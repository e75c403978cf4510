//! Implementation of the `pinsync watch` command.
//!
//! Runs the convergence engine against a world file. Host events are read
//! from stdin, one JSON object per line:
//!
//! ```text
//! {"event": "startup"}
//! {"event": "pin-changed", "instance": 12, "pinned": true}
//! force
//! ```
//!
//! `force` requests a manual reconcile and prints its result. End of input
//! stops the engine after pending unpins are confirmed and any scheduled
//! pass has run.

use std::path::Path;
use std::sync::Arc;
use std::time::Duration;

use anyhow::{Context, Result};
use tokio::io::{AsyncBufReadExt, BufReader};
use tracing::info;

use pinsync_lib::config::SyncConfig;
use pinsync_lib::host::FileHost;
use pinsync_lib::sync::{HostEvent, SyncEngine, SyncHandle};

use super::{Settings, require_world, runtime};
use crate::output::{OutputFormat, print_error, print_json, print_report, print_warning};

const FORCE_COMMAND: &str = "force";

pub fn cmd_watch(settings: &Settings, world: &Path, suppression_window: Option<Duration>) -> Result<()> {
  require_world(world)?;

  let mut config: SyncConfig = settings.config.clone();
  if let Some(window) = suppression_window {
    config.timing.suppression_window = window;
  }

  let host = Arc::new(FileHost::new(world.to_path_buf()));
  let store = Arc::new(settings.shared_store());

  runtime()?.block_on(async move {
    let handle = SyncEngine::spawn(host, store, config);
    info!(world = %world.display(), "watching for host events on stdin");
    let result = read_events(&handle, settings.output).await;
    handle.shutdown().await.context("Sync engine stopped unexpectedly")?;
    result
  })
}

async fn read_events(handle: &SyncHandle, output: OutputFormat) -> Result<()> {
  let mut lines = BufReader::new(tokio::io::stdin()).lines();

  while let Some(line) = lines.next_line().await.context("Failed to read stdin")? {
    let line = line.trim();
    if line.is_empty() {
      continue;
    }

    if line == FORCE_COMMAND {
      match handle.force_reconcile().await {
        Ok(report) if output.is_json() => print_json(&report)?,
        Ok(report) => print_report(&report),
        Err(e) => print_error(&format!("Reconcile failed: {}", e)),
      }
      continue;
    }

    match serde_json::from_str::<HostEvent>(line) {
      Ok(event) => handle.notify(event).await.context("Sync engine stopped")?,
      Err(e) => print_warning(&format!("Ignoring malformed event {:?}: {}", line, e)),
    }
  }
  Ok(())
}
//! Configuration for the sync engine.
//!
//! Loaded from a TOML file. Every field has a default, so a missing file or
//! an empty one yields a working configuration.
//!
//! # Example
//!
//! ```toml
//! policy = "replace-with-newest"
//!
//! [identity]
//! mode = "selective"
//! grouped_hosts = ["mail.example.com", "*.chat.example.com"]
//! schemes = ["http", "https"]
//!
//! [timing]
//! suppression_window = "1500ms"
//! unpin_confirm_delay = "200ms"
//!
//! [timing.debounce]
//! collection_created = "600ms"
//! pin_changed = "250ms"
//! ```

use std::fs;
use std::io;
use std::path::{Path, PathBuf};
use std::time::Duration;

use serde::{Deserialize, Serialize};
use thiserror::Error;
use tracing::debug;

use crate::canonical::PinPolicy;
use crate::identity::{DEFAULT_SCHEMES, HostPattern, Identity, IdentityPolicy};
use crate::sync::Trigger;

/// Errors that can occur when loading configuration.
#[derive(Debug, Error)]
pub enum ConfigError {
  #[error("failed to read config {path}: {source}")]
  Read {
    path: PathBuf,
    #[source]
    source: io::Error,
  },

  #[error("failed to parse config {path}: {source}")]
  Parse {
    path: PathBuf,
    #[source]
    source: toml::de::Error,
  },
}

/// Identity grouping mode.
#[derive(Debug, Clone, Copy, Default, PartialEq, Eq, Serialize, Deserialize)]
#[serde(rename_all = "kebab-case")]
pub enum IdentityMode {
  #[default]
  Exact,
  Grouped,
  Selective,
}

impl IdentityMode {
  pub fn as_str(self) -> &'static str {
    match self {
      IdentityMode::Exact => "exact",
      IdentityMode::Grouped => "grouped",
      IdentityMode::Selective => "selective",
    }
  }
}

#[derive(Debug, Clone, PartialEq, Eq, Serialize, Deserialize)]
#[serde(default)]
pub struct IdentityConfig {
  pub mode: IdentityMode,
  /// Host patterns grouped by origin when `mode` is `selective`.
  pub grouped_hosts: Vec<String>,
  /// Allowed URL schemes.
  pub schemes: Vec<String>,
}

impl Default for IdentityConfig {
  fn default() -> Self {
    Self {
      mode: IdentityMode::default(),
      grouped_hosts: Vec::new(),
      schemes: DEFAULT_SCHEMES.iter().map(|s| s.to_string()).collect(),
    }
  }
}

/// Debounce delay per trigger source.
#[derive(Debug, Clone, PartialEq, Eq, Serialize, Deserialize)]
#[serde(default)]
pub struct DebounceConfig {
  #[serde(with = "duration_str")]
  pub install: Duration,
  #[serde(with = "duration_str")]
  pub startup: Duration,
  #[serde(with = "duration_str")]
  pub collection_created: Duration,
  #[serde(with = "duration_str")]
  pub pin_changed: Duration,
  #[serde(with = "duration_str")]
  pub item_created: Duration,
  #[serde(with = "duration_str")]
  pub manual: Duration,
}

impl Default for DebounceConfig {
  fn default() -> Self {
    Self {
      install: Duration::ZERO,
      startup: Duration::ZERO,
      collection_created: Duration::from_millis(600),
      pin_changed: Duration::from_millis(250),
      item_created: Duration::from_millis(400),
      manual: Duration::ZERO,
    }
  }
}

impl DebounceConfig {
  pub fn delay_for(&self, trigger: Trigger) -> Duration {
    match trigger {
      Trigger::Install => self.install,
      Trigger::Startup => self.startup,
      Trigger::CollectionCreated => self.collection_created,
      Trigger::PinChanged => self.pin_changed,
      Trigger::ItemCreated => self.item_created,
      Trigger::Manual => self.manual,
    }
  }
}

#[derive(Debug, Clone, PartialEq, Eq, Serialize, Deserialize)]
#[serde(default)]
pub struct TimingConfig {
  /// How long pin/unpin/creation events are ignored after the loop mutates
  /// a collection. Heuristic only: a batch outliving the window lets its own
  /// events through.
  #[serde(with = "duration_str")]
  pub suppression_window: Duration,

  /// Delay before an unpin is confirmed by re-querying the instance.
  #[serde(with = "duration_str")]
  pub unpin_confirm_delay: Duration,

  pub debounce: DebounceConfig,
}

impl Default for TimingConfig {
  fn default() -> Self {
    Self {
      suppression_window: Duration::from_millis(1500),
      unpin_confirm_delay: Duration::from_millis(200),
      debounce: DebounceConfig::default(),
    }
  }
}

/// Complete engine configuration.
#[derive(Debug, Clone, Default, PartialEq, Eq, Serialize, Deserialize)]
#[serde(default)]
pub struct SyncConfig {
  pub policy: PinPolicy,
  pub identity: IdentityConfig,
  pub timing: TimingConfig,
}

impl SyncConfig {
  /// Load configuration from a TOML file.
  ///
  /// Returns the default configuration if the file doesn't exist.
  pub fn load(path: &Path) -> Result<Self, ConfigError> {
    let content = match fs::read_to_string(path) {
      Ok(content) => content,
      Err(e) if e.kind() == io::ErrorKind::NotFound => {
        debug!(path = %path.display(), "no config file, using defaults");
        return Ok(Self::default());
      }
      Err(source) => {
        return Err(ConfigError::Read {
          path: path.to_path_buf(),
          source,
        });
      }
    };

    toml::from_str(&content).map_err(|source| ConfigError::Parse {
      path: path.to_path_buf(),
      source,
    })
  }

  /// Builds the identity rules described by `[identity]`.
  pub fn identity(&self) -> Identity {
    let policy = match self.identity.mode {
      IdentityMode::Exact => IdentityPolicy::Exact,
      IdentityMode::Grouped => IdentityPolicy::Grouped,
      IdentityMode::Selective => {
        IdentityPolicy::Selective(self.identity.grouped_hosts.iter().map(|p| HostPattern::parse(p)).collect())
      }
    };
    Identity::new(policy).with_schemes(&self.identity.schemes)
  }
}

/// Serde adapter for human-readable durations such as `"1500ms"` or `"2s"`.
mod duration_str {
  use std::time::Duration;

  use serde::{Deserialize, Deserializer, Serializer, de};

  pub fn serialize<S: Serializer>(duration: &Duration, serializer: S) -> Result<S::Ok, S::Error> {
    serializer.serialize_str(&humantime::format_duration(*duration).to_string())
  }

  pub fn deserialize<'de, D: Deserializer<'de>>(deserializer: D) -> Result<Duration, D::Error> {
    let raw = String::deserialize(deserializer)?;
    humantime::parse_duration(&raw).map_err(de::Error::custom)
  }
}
-- -- --
_WHAT NEEDS TO BE DONE_:
Each line from the top of the listing down to and including the one containing "async fn read_events(handle: &SyncHandle, output: OutputFormat)" should be transcribed exactly; nothing else is to be output.

_ANSWER TO THIS PROBLEM_:
repository e75c403978cf4510
//! Implementation of the `pinsync watch` command.
//!
//! Runs the convergence engine against a world file. Host events are read
//! from stdin, one JSON object per line:
//!
//! ```text
//! {"event": "startup"}
//! {"event": "pin-changed", "instance": 12, "pinned": true}
//! force
//! ```
//!
//! `force` requests a manual reconcile and prints its result. End of input
//! stops the engine after pending unpins are confirmed and any scheduled
//! pass has run.

use std::path::Path;
use std::sync::Arc;
use std::time::Duration;

use anyhow::{Context, Result};
use tokio::io::{AsyncBufReadExt, BufReader};
use tracing::info;

use pinsync_lib::config::SyncConfig;
use pinsync_lib::host::FileHost;
use pinsync_lib::sync::{HostEvent, SyncEngine, SyncHandle};

use super::{Settings, require_world, runtime};
use crate::output::{OutputFormat, print_error, print_json, print_report, print_warning};

const FORCE_COMMAND: &str = "force";

pub fn cmd_watch(settings: &Settings, world: &Path, suppression_window: Option<Duration>) -> Result<()> {
  require_world(world)?;

  let mut config: SyncConfig = settings.config.clone();
  if let Some(window) = suppression_window {
    config.timing.suppression_window = window;
  }

  let host = Arc::new(FileHost::new(world.to_path_buf()));
  let store = Arc::new(settings.shared_store());

  runtime()?.block_on(async move {
    let handle = SyncEngine::spawn(host, store, config);
    info!(world = %world.display(), "watching for host events on stdin");
    let result = read_events(&handle, settings.output).await;
    handle.shutdown().await.context("Sync engine stopped unexpectedly")?;
    result
  })
}

async fn read_events(handle: &SyncHandle, output: OutputFormat) -> Result<()> {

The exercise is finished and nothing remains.